ACTION ITEM :: Look below for the lines from the one with "Runtime image classifier." to the one with "static ORT_ENV: OnceCell<Arc<Environment>>", and copy exactly those lines, both ends included.
╭──
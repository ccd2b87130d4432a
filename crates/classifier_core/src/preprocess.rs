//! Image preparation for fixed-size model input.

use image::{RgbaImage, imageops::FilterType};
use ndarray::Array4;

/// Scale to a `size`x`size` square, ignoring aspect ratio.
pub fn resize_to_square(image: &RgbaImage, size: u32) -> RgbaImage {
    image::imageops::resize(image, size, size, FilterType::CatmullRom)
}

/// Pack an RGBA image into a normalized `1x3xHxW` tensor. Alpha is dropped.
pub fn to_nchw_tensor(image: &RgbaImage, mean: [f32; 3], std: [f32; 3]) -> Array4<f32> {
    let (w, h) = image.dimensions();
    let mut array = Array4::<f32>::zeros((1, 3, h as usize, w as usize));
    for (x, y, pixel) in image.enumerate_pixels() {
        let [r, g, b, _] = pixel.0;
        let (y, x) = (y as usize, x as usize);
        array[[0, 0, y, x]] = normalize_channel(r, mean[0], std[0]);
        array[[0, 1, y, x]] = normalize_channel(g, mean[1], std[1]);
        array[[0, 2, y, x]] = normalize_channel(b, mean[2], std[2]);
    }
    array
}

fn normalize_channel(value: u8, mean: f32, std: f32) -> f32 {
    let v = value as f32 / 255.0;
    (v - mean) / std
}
╰──
╭──
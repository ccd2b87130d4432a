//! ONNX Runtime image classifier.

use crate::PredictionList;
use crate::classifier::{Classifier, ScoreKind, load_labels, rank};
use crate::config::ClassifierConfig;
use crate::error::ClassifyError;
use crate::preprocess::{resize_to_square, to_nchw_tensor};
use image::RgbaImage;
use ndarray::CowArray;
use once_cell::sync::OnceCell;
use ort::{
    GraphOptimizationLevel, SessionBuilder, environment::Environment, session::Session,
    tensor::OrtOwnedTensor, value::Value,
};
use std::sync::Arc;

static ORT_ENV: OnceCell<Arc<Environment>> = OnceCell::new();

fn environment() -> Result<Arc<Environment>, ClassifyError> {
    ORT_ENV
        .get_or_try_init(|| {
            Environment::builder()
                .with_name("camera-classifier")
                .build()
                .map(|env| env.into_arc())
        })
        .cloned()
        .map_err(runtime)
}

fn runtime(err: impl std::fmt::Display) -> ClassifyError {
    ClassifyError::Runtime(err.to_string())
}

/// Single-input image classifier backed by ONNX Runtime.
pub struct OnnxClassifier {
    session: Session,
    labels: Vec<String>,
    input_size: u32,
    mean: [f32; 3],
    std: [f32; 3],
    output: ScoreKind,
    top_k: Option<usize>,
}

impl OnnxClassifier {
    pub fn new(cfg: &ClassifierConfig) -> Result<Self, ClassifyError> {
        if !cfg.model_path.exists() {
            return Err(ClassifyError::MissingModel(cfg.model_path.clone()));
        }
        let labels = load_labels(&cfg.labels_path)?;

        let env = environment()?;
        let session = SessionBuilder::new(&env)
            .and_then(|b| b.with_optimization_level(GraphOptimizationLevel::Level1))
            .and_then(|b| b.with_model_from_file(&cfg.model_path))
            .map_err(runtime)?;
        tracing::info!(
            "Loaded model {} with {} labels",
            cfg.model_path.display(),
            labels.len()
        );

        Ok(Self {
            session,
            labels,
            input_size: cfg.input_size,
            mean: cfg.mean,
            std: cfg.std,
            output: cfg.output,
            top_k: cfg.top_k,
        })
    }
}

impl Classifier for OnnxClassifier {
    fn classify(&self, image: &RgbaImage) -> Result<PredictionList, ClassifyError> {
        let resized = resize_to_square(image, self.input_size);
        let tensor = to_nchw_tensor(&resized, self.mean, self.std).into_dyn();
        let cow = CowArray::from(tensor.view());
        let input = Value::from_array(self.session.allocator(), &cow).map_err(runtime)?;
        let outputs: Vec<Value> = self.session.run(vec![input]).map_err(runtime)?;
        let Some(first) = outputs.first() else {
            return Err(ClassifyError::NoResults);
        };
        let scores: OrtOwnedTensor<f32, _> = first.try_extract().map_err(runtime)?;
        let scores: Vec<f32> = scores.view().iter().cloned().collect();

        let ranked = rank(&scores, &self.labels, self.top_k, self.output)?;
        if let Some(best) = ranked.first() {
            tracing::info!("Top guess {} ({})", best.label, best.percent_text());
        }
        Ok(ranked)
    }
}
╰──
╭──
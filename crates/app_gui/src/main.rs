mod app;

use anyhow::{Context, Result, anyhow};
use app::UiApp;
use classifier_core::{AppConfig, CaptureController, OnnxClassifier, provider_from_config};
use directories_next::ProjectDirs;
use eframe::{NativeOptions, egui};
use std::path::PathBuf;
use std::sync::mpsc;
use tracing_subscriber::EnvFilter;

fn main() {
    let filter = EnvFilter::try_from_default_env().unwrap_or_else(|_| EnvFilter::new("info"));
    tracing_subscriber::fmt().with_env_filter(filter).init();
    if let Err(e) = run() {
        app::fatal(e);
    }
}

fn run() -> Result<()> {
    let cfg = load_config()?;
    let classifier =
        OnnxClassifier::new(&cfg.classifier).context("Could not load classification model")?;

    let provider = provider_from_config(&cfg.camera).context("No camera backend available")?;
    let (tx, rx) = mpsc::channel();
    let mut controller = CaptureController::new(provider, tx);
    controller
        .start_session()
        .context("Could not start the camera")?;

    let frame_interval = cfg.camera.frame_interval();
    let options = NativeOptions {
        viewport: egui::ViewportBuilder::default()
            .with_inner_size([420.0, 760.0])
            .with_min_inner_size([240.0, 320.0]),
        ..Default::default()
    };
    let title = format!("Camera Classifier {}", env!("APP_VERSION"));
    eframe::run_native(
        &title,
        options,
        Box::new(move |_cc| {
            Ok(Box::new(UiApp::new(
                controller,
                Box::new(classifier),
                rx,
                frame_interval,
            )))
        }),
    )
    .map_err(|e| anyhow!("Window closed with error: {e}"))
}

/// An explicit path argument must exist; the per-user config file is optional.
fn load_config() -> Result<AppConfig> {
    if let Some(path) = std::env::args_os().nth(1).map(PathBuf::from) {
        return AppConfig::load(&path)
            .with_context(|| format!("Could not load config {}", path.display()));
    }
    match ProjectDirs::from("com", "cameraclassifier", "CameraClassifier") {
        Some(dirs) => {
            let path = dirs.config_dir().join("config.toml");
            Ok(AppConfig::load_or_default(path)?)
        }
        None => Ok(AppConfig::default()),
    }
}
╰──
ANSWER BELOW ::
//! ONNX Runtime image classifier.

use crate::PredictionList;
use crate::classifier::{Classifier, ScoreKind, load_labels, rank};
use crate::config::ClassifierConfig;
use crate::error::ClassifyError;
use crate::preprocess::{resize_to_square, to_nchw_tensor};
use image::RgbaImage;
use ndarray::CowArray;
use once_cell::sync::OnceCell;
use ort::{
    GraphOptimizationLevel, SessionBuilder, environment::Environment, session::Session,
    tensor::OrtOwnedTensor, value::Value,
};
use std::sync::Arc;

static ORT_ENV: OnceCell<Arc<Environment>> = OnceCell::new();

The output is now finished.